Eran casi las seis y su larga conversación nocturna había llegado a su fin. Ninguno de los dos tenía fuerzas para continuar.
—Me voy —anunció Wallander—. Por ahora soy el único que conoce tu paradero. Pero no puedes posponer tu regreso eternamente. Además, seguiré importunándote con preguntas. Piensa en quién puede haberse dejado caer por Niklasgården. Alguien ha debido de seguirte, pero ¿quién? Y, ¿por qué? Esta conversación debe continuar.
—Diles a Hans y a Linda que estoy bien. No quiero que se preocupen. Diles que te he escrito.
—Les diré que me has llamado por teléfono. Linda exigiría ver la carta.
Bajaron juntos hasta la lancha y juntos la arrastraron hasta el agua. Antes de salir de la cabaña, Wallander anotó el teléfono de Von Enke, aunque éste le advirtió que la cobertura solía fallar en Blåskär. El viento había arreciado y Wallander empezaba a preocuparse por la travesía de regreso. Subió a la lancha y echó el motor al agua.
—Tengo que saber lo que le pasó a Louise –—le dijo Von Enke—. Tengo que saber quién la mató y por qué decidió traicionar a su país.

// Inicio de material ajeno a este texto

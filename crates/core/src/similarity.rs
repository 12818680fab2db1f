//! Near-duplicate detection over screenshot feature embeddings.
//!
//! [`scan`] compares every pair of embeddings of the same dimension, keeps
//! the pairs within the configured distance threshold that neither side has
//! allow-listed, and returns them as a [`DuplicateScan`] iterator in
//! ascending distance order. With [`ScanOptions::limit`] set, only the
//! closest `limit` pairs are ever held in memory.

use std::cmp::{Ordering, Reverse};
use std::collections::{BinaryHeap, HashMap, HashSet};
use std::fmt;
use std::str::FromStr;

use serde::{Deserialize, Serialize};

use crate::error::CoreError;
use crate::threshold_validation::validate_range;
use crate::types::DbId;

/// Slack applied to the pruning bound so float rounding never drops a pair.
const PRUNE_EPSILON: f64 = 1e-9;

/// Default cosine-distance threshold for duplicate candidates.
pub const DEFAULT_THRESHOLD: f64 = 0.05;

// ---------------------------------------------------------------------------
// Distance metrics
// ---------------------------------------------------------------------------

#[derive(Debug, Clone, Copy, Default, PartialEq, Eq, Serialize, Deserialize)]
#[serde(rename_all = "lowercase")]
pub enum DistanceMetric {
    Euclidean,
    #[default]
    Cosine,
}

impl DistanceMetric {
    pub fn as_str(self) -> &'static str {
        match self {
            Self::Euclidean => "euclidean",
            Self::Cosine => "cosine",
        }
    }

    /// Distance between two vectors; lower means more similar.
    ///
    /// Returns `None` for empty vectors or vectors of different lengths.
    pub fn distance(self, a: &[f32], b: &[f32]) -> Option<f64> {
        if a.is_empty() || a.len() != b.len() {
            return None;
        }
        Some(match self {
            Self::Euclidean => euclidean_distance(a, b),
            Self::Cosine => 1.0 - cosine_similarity(a, b),
        })
    }

    /// Upper bound on the Euclidean distance between two (projected) vectors
    /// whose metric distance is at most `threshold`.
    ///
    /// Cosine is bounded on unit-normalised copies: `|a - b|^2 = 2 * (1 - cos)`.
    fn euclidean_bound(self, threshold: f64) -> f64 {
        match self {
            Self::Euclidean => threshold,
            Self::Cosine => (2.0 * threshold).sqrt(),
        }
    }
}

impl fmt::Display for DistanceMetric {
    fn fmt(&self, f: &mut fmt::Formatter<'_>) -> fmt::Result {
        f.write_str(self.as_str())
    }
}

impl FromStr for DistanceMetric {
    type Err = CoreError;

    fn from_str(s: &str) -> Result<Self, Self::Err> {
        match s {
            "euclidean" => Ok(Self::Euclidean),
            "cosine" => Ok(Self::Cosine),
            other => Err(CoreError::Validation(format!(
                "Unknown distance metric '{other}'. Must be 'euclidean' or 'cosine'"
            ))),
        }
    }
}

fn euclidean_distance(a: &[f32], b: &[f32]) -> f64 {
    a.iter()
        .zip(b)
        .map(|(x, y)| {
            let d = f64::from(*x) - f64::from(*y);
            d * d
        })
        .sum::<f64>()
        .sqrt()
}

/// Cosine similarity in `[-1, 1]`. Zero vectors are dissimilar to everything.
pub fn cosine_similarity(a: &[f32], b: &[f32]) -> f64 {
    if a.len() != b.len() || a.is_empty() {
        return 0.0;
    }

    let mut dot = 0.0_f64;
    let mut norm_a = 0.0_f64;
    let mut norm_b = 0.0_f64;
    for (x, y) in a.iter().zip(b) {
        let (x, y) = (f64::from(*x), f64::from(*y));
        dot += x * y;
        norm_a += x * x;
        norm_b += y * y;
    }

    let denom = norm_a.sqrt() * norm_b.sqrt();
    if denom == 0.0 {
        return 0.0;
    }
    (dot / denom).clamp(-1.0, 1.0)
}

/// Reject embeddings that cannot take part in a scan.
pub fn validate_embedding(embedding: &[f32]) -> Result<(), CoreError> {
    if embedding.is_empty() {
        return Err(CoreError::Validation(
            "Embedding must not be empty".to_string(),
        ));
    }
    if let Some(pos) = embedding.iter().position(|v| !v.is_finite()) {
        return Err(CoreError::Validation(format!(
            "Embedding value at index {pos} is not finite"
        )));
    }
    Ok(())
}

// ---------------------------------------------------------------------------
// Scan input / output
// ---------------------------------------------------------------------------

/// One screenshot's embedding plus its permanent suppression list.
#[derive(Debug, Clone, PartialEq)]
pub struct EmbeddingEntry {
    pub screenshot_id: DbId,
    pub embedding: Vec<f32>,
    pub allowed_similarity_with_ids: Vec<DbId>,
}

/// A near-duplicate pair, canonicalised so `screenshot_a_id < screenshot_b_id`.
#[derive(Debug, Clone, Copy, PartialEq, Serialize)]
pub struct DuplicateCandidate {
    pub screenshot_a_id: DbId,
    pub screenshot_b_id: DbId,
    pub distance: f64,
}

impl DuplicateCandidate {
    fn new(x: DbId, y: DbId, distance: f64) -> Self {
        let (screenshot_a_id, screenshot_b_id) = if x < y { (x, y) } else { (y, x) };
        Self {
            screenshot_a_id,
            screenshot_b_id,
            distance,
        }
    }
}

#[derive(Debug, Clone, PartialEq)]
pub struct ScanOptions {
    pub threshold: f64,
    pub metric: DistanceMetric,
    /// Sweep-and-prune along the highest-variance axis. Exact either way.
    pub prune: bool,
    /// Keep only the closest `limit` pairs. `None` keeps every pair.
    pub limit: Option<usize>,
}

impl Default for ScanOptions {
    fn default() -> Self {
        Self {
            threshold: DEFAULT_THRESHOLD,
            metric: DistanceMetric::default(),
            prune: true,
            limit: None,
        }
    }
}

impl ScanOptions {
    /// Cosine distance never exceeds 2, so a larger cosine threshold is rejected.
    pub fn validate(&self) -> Result<(), CoreError> {
        if !self.threshold.is_finite() || self.threshold < 0.0 {
            return Err(CoreError::Validation(format!(
                "Similarity threshold must be a finite non-negative number, got {}",
                self.threshold
            )));
        }
        if self.metric == DistanceMetric::Cosine {
            validate_range(self.threshold, 0.0, 2.0, "Cosine similarity threshold")?;
        }
        Ok(())
    }
}

// ---------------------------------------------------------------------------
// Scan
// ---------------------------------------------------------------------------

/// Heap key: ascending distance, then ids.
#[derive(Debug)]
struct Ranked(DuplicateCandidate);

impl PartialEq for Ranked {
    fn eq(&self, other: &Self) -> bool {
        self.cmp(other) == Ordering::Equal
    }
}

impl Eq for Ranked {}

impl PartialOrd for Ranked {
    fn partial_cmp(&self, other: &Self) -> Option<Ordering> {
        Some(self.cmp(other))
    }
}

impl Ord for Ranked {
    fn cmp(&self, other: &Self) -> Ordering {
        self.0
            .distance
            .total_cmp(&other.0.distance)
            .then(self.0.screenshot_a_id.cmp(&other.0.screenshot_a_id))
            .then(self.0.screenshot_b_id.cmp(&other.0.screenshot_b_id))
    }
}

/// Duplicate candidates in ascending distance order.
///
/// Holds no connection or lock; dropping it early discards the remaining pairs.
#[derive(Debug, Default)]
pub struct DuplicateScan {
    heap: BinaryHeap<Reverse<Ranked>>,
}

impl DuplicateScan {
    /// Candidates not yet yielded.
    pub fn remaining(&self) -> usize {
        self.heap.len()
    }
}

impl Iterator for DuplicateScan {
    type Item = DuplicateCandidate;

    fn next(&mut self) -> Option<Self::Item> {
        self.heap.pop().map(|Reverse(Ranked(candidate))| candidate)
    }

    fn size_hint(&self) -> (usize, Option<usize>) {
        (self.heap.len(), Some(self.heap.len()))
    }
}

impl ExactSizeIterator for DuplicateScan {}

/// Find every allowed pair within `options.threshold`, or the closest
/// `options.limit` of them.
///
/// Entries are grouped by embedding dimension; vectors of different lengths
/// are never compared.
pub fn scan(entries: &[EmbeddingEntry], options: &ScanOptions) -> Result<DuplicateScan, CoreError> {
    options.validate()?;

    let mut by_dimension: HashMap<usize, Vec<&EmbeddingEntry>> = HashMap::new();
    for entry in entries.iter().filter(|e| !e.embedding.is_empty()) {
        by_dimension
            .entry(entry.embedding.len())
            .or_default()
            .push(entry);
    }

    // Max-heap on distance: the root is the farthest pair kept so far.
    let mut kept: BinaryHeap<Ranked> = BinaryHeap::new();
    for group in by_dimension.values() {
        let allowed: Vec<HashSet<DbId>> = group
            .iter()
            .map(|e| e.allowed_similarity_with_ids.iter().copied().collect())
            .collect();

        let mut emit = |i: usize, j: usize| {
            let (a, b) = (group[i], group[j]);
            if a.screenshot_id == b.screenshot_id
                || allowed[i].contains(&b.screenshot_id)
                || allowed[j].contains(&a.screenshot_id)
            {
                return;
            }
            if let Some(distance) = options.metric.distance(&a.embedding, &b.embedding) {
                if distance <= options.threshold {
                    let candidate =
                        Ranked(DuplicateCandidate::new(a.screenshot_id, b.screenshot_id, distance));
                    match options.limit {
                        Some(0) => {}
                        Some(limit) if kept.len() >= limit => {
                            if let Some(mut farthest) = kept.peek_mut() {
                                if candidate < *farthest {
                                    *farthest = candidate;
                                }
                            }
                        }
                        _ => kept.push(candidate),
                    }
                }
            }
        };

        if options.prune {
            let bound = options.metric.euclidean_bound(options.threshold) + PRUNE_EPSILON;
            let order = sweep_order(group, options.metric);
            for (pos, &(i, coord_i)) in order.iter().enumerate() {
                for &(j, coord_j) in &order[pos + 1..] {
                    if coord_j - coord_i > bound {
                        break;
                    }
                    emit(i, j);
                }
            }
        } else {
            for i in 0..group.len() {
                for j in i + 1..group.len() {
                    emit(i, j);
                }
            }
        }
    }

    Ok(DuplicateScan {
        heap: kept.into_iter().map(Reverse).collect(),
    })
}

/// `(index, coordinate)` pairs sorted along the highest-variance axis.
fn sweep_order(group: &[&EmbeddingEntry], metric: DistanceMetric) -> Vec<(usize, f64)> {
    let projected: Vec<Vec<f64>> = group
        .iter()
        .map(|e| {
            let raw: Vec<f64> = e.embedding.iter().map(|v| f64::from(*v)).collect();
            match metric {
                DistanceMetric::Euclidean => raw,
                DistanceMetric::Cosine => normalize(raw),
            }
        })
        .collect();

    let axis = highest_variance_axis(&projected);
    let mut order: Vec<(usize, f64)> = projected
        .iter()
        .enumerate()
        .map(|(i, v)| (i, v[axis]))
        .collect();
    order.sort_by(|x, y| x.1.total_cmp(&y.1));
    order
}

fn normalize(mut v: Vec<f64>) -> Vec<f64> {
    let norm = v.iter().map(|x| x * x).sum::<f64>().sqrt();
    if norm > 0.0 {
        v.iter_mut().for_each(|x| *x /= norm);
    }
    v
}

fn highest_variance_axis(vectors: &[Vec<f64>]) -> usize {
    let Some(dim) = vectors.first().map(Vec::len) else {
        return 0;
    };
    let n = vectors.len() as f64;

    (0..dim)
        .map(|axis| {
            let mean = vectors.iter().map(|v| v[axis]).sum::<f64>() / n;
            let variance = vectors
                .iter()
                .map(|v| (v[axis] - mean).powi(2))
                .sum::<f64>()
                / n;
            (axis, variance)
        })
        .max_by(|x, y| x.1.total_cmp(&y.1))
        .map(|(axis, _)| axis)
        .unwrap_or(0)
}

// ---------------------------------------------------------------------------
// Tests
// ---------------------------------------------------------------------------
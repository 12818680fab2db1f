//! Fixtures shared by the store integration tests.

#![allow(dead_code)]

use chrono::{Duration, Utc};
use hof_core::types::DbId;
use hof_db::models::creator::CreateCreator;
use hof_db::models::screenshot::CreateScreenshot;
use hof_db::repositories::{CreatorRepo, ScreenshotRepo};
use sqlx::PgPool;

pub async fn creator(pool: &PgPool, name: &str) -> DbId {
    CreatorRepo::create(
        pool,
        &CreateCreator {
            creator_name: name.to_string(),
            is_supporter: false,
        },
    )
    .await
    .unwrap()
    .id
}

pub async fn supporter(pool: &PgPool, name: &str) -> DbId {
    let id = creator(pool, name).await;
    CreatorRepo::set_supporter(pool, id, true).await.unwrap();
    id
}

pub fn new_screenshot(creator_id: DbId, embedding: Vec<f32>) -> CreateScreenshot {
    CreateScreenshot {
        creator_id,
        city_name: "Testopolis".to_string(),
        city_milestone: 3,
        city_population: 12_000,
        showcased_mod_id: None,
        embedding,
        created_at: None,
    }
}

pub async fn screenshot(pool: &PgPool, creator_id: DbId) -> DbId {
    screenshot_with_embedding(pool, creator_id, vec![1.0, 0.0, 0.0]).await
}

pub async fn screenshot_with_embedding(
    pool: &PgPool,
    creator_id: DbId,
    embedding: Vec<f32>,
) -> DbId {
    ScreenshotRepo::create_with_embedding(pool, &new_screenshot(creator_id, embedding))
        .await
        .unwrap()
        .id
}

pub async fn screenshot_aged(pool: &PgPool, creator_id: DbId, age_days: i64) -> DbId {
    let mut input = new_screenshot(creator_id, vec![0.0, 1.0, 0.0]);
    input.created_at = Some(Utc::now() - Duration::days(age_days));
    ScreenshotRepo::create_with_embedding(pool, &input)
        .await
        .unwrap()
        .id
}
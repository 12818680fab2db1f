use std::future::IntoFuture;
use std::net::SocketAddr;
use std::time::Duration;

use tracing_subscriber::{layer::SubscriberExt, util::SubscriberInitExt};

use hof_api::config::ServerConfig;
use hof_api::router::build_app_router;
use hof_api::state::AppState;

#[tokio::main]
async fn main() {
    dotenvy::dotenv().ok();

    // --- Tracing ---
    tracing_subscriber::registry()
        .with(
            tracing_subscriber::EnvFilter::try_from_default_env()
                .unwrap_or_else(|_| "hof_api=debug,hof_db=debug,tower_http=debug".into()),
        )
        .with(tracing_subscriber::fmt::layer())
        .init();

    // --- Configuration ---
    let config = ServerConfig::from_env();
    tracing::info!(
        host = %config.host,
        port = %config.port,
        metric = %config.engine.similarity_metric,
        threshold = config.engine.similarity_threshold,
        "Loaded server configuration",
    );

    // --- Database ---
    let database_url = std::env::var("DATABASE_URL").expect("DATABASE_URL must be set");

    let pool = hof_db::create_pool(&database_url)
        .await
        .expect("Failed to connect to database");
    tracing::info!("Database connection pool created");

    hof_db::health_check(&pool)
        .await
        .expect("Database health check failed");
    tracing::info!("Database health check passed");

    hof_db::run_migrations(&pool)
        .await
        .expect("Failed to run database migrations");
    tracing::info!("Database migrations applied");

    // --- Router ---
    let state = AppState::new(pool.clone(), config.clone());
    let app = build_app_router(state, &config);

    // --- Start server ---
    let addr = SocketAddr::new(
        config.host.parse().expect("Invalid HOST address"),
        config.port,
    );
    tracing::info!(%addr, "Starting server");

    let listener = tokio::net::TcpListener::bind(addr)
        .await
        .expect("Failed to bind to address");

    let server = axum::serve(listener, app)
        .with_graceful_shutdown(shutdown_signal())
        .into_future();
    let drain = Duration::from_secs(config.shutdown_timeout_secs);

    // The drain timer only starts once the shutdown signal has fired.
    tokio::select! {
        result = server => result.expect("Server error"),
        () = drain_deadline(drain) => {
            tracing::warn!(timeout_secs = drain.as_secs(), "Shutdown drain timed out");
        }
    }

    pool.close().await;
    tracing::info!("Graceful shutdown complete");
}

/// Resolves `drain` after the first shutdown signal; never resolves otherwise.
async fn drain_deadline(drain: Duration) {
    shutdown_signal().await;
    tokio::time::sleep(drain).await;
}

/// Wait for a termination signal to initiate graceful shutdown.
///
/// Handles both SIGINT (Ctrl-C) and SIGTERM (on Unix).
async fn shutdown_signal() {
    let ctrl_c = async {
        tokio::signal::ctrl_c()
            .await
            .expect("Failed to install Ctrl-C handler");
    };

    #[cfg(unix)]
    let terminate = async {
        tokio::signal::unix::signal(tokio::signal::unix::SignalKind::terminate())
            .expect("Failed to install SIGTERM handler")
            .recv()
            .await;
    };

    #[cfg(not(unix))]
    let terminate = std::future::pending::<()>();

    tokio::select! {
        () = ctrl_c => {
            tracing::info!("Received SIGINT (Ctrl-C), starting graceful shutdown");
        }
        () = terminate => {
            tracing::info!("Received SIGTERM, starting graceful shutdown");
        }
    }
}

El motor arrancó al primer tirón. Wallander lo saludó con la mano y viró para orientar la popa a tierra. Justo antes de virar por la bahía de Blåskär, volvió la vista atrás. Håkan von Enke seguía en la playa.
Y en ese instante, Wallander tuvo el presentimiento de que algo no iba bien. Ignoraba por qué, pero ahí estaba la sensación, intensa y pertinaz.
Llegó al golfo, devolvió la lancha y empezó el viaje de regreso a Escania. Se detuvo a dormir unas horas en un aparcamiento de Gamleby.
Cuando se despertó tenía el cuerpo entumecido. Y aquel presentimiento pervivía en él. Tras la noche interminable compartida con Von Enke, sólo había un detalle que lo seguía atormentando.
Era como una advertencia. Algo que no encajaba en absoluto, algo que había pasado por alto.
Cuando, muchas horas después, tomó la curva para entrar en la explanada de su casa, aún no era capaz de identificar qué se le habría pasado por allí.
Y pensó: «Nada es lo que parece ser.»
Al día siguiente, Wallander redactó un resumen de la larga conversación mantenida con Håkan von Enke. Una vez más, revisó todo el material y la información recabados. Louise continuaba apareciendo en ellos como un ser absolutamente anónimo. Si era cierto que le había vendido información a los rusos, había sabido esconderse con habilidad tras una máscara anodina y escurridiza. ¿Quién era Louise, en realidad?, se preguntaba Wallander. Quizá pertenecía a esa clase de personas que sólo después de muertas uno llega a comprenderlo.